» REQUIRED WORK
Could you retype all of the data below exactly as given?

(Dataset entries)
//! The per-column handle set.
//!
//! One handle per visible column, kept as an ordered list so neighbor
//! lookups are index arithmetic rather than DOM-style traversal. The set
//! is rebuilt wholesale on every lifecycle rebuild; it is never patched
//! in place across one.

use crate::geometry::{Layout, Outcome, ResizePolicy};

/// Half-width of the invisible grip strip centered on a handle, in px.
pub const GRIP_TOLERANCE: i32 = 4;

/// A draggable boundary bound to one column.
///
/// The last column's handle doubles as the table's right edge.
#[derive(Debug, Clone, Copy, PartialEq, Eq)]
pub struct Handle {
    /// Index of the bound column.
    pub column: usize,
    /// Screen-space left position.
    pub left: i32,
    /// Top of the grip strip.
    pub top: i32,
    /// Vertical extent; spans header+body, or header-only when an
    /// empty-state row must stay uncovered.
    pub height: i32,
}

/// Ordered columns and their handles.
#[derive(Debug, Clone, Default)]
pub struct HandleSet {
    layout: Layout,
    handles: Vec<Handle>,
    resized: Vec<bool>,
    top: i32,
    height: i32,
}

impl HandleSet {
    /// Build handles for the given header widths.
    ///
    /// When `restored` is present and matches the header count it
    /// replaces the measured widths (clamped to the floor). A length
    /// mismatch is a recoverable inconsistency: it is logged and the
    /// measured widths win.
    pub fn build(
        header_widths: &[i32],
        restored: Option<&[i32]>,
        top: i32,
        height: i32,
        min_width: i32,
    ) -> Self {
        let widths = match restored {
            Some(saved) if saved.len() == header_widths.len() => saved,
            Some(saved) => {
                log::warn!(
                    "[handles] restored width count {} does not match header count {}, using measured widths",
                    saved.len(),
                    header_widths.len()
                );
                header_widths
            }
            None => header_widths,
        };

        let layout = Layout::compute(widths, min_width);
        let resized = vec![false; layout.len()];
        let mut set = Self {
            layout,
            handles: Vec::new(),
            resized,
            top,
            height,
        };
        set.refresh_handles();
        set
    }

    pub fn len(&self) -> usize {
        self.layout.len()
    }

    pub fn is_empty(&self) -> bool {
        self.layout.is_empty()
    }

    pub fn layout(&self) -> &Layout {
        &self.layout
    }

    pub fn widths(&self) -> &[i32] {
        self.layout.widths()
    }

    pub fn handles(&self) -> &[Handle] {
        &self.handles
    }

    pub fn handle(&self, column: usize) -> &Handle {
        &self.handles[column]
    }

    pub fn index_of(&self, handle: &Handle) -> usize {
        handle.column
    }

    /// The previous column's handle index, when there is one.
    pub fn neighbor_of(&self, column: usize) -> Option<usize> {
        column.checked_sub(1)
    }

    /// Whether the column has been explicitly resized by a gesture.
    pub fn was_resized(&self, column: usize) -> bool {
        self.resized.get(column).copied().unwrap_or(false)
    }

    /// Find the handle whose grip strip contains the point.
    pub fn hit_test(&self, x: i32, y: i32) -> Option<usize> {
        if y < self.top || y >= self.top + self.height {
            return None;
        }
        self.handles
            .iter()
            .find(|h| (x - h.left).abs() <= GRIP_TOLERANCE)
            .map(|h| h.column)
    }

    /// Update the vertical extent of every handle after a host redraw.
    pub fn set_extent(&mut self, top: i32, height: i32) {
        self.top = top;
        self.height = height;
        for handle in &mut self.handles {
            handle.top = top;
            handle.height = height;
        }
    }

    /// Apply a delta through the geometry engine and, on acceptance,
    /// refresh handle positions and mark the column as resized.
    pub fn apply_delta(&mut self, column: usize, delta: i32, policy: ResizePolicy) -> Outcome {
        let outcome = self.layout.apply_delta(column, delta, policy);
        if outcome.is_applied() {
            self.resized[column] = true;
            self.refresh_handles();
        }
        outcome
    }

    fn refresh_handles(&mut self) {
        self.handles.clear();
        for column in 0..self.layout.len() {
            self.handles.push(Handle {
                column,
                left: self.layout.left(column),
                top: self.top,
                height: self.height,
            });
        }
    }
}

» COMPLETED TASK
//! The per-column handle set.
//!
//! One handle per visible column, kept as an ordered list so neighbor
//! lookups are index arithmetic rather than DOM-style traversal. The set
//! is rebuilt wholesale on every lifecycle rebuild; it is never patched
//! in place across one.

use crate::geometry::{Layout, Outcome, ResizePolicy};

/// Half-width of the invisible grip strip centered on a handle, in px.
pub const GRIP_TOLERANCE: i32 = 4;

/// A draggable boundary bound to one column.
///
/// The last column's handle doubles as the table's right edge.
#[derive(Debug, Clone, Copy, PartialEq, Eq)]
pub struct Handle {
    /// Index of the bound column.
    pub column: usize,
    /// Screen-space left position.
    pub left: i32,
    /// Top of the grip strip.
    pub top: i32,
    /// Vertical extent; spans header+body, or header-only when an
    /// empty-state row must stay uncovered.
    pub height: i32,
}

/// Ordered columns and their handles.
#[derive(Debug, Clone, Default)]
pub struct HandleSet {
    layout: Layout,
    handles: Vec<Handle>,
    resized: Vec<bool>,
    top: i32,
    height: i32,
}

impl HandleSet {
    /// Build handles for the given header widths.
    ///
    /// When `restored` is present and matches the header count it
    /// replaces the measured widths (clamped to the floor). A length
    /// mismatch is a recoverable inconsistency: it is logged and the
    /// measured widths win.
    pub fn build(
        header_widths: &[i32],
        restored: Option<&[i32]>,
        top: i32,
        height: i32,
        min_width: i32,
    ) -> Self {
        let widths = match restored {
            Some(saved) if saved.len() == header_widths.len() => saved,
            Some(saved) => {
                log::warn!(
                    "[handles] restored width count {} does not match header count {}, using measured widths",
                    saved.len(),
                    header_widths.len()
                );
                header_widths
            }
            None => header_widths,
        };

        let layout = Layout::compute(widths, min_width);
        let resized = vec![false; layout.len()];
        let mut set = Self {
            layout,
            handles: Vec::new(),
            resized,
            top,
            height,
        };
        set.refresh_handles();
        set
    }

    pub fn len(&self) -> usize {
        self.layout.len()
    }

    pub fn is_empty(&self) -> bool {
        self.layout.is_empty()
    }

    pub fn layout(&self) -> &Layout {
        &self.layout
    }

    pub fn widths(&self) -> &[i32] {
        self.layout.widths()
    }

    pub fn handles(&self) -> &[Handle] {
        &self.handles
    }

    pub fn handle(&self, column: usize) -> &Handle {
        &self.handles[column]
    }

    pub fn index_of(&self, handle: &Handle) -> usize {
        handle.column
    }

    /// The previous column's handle index, when there is one.
    pub fn neighbor_of(&self, column: usize) -> Option<usize> {
        column.checked_sub(1)
    }

    /// Whether the column has been explicitly resized by a gesture.
    pub fn was_resized(&self, column: usize) -> bool {
        self.resized.get(column).copied().unwrap_or(false)
    }

    /// Find the handle whose grip strip contains the point.
    pub fn hit_test(&self, x: i32, y: i32) -> Option<usize> {
        if y < self.top || y >= self.top + self.height {
            return None;
        }
        self.handles
            .iter()
            .find(|h| (x - h.left).abs() <= GRIP_TOLERANCE)
            .map(|h| h.column)
    }

    /// Update the vertical extent of every handle after a host redraw.
    pub fn set_extent(&mut self, top: i32, height: i32) {
        self.top = top;
        self.height = height;
        for handle in &mut self.handles {
            handle.top = top;
            handle.height = height;
        }
    }

    /// Apply a delta through the geometry engine and, on acceptance,
    /// refresh handle positions and mark the column as resized.
    pub fn apply_delta(&mut self, column: usize, delta: i32, policy: ResizePolicy) -> Outcome {
        let outcome = self.layout.apply_delta(column, delta, policy);
        if outcome.is_applied() {
            self.resized[column] = true;
            self.refresh_handles();
        }
        outcome
    }

    fn refresh_handles(&mut self) {
        self.handles.clear();
        for column in 0..self.layout.len() {
            self.handles.push(Handle {
                column,
                left: self.layout.left(column),
                top: self.top,
                height: self.height,
            });
        }
    }
}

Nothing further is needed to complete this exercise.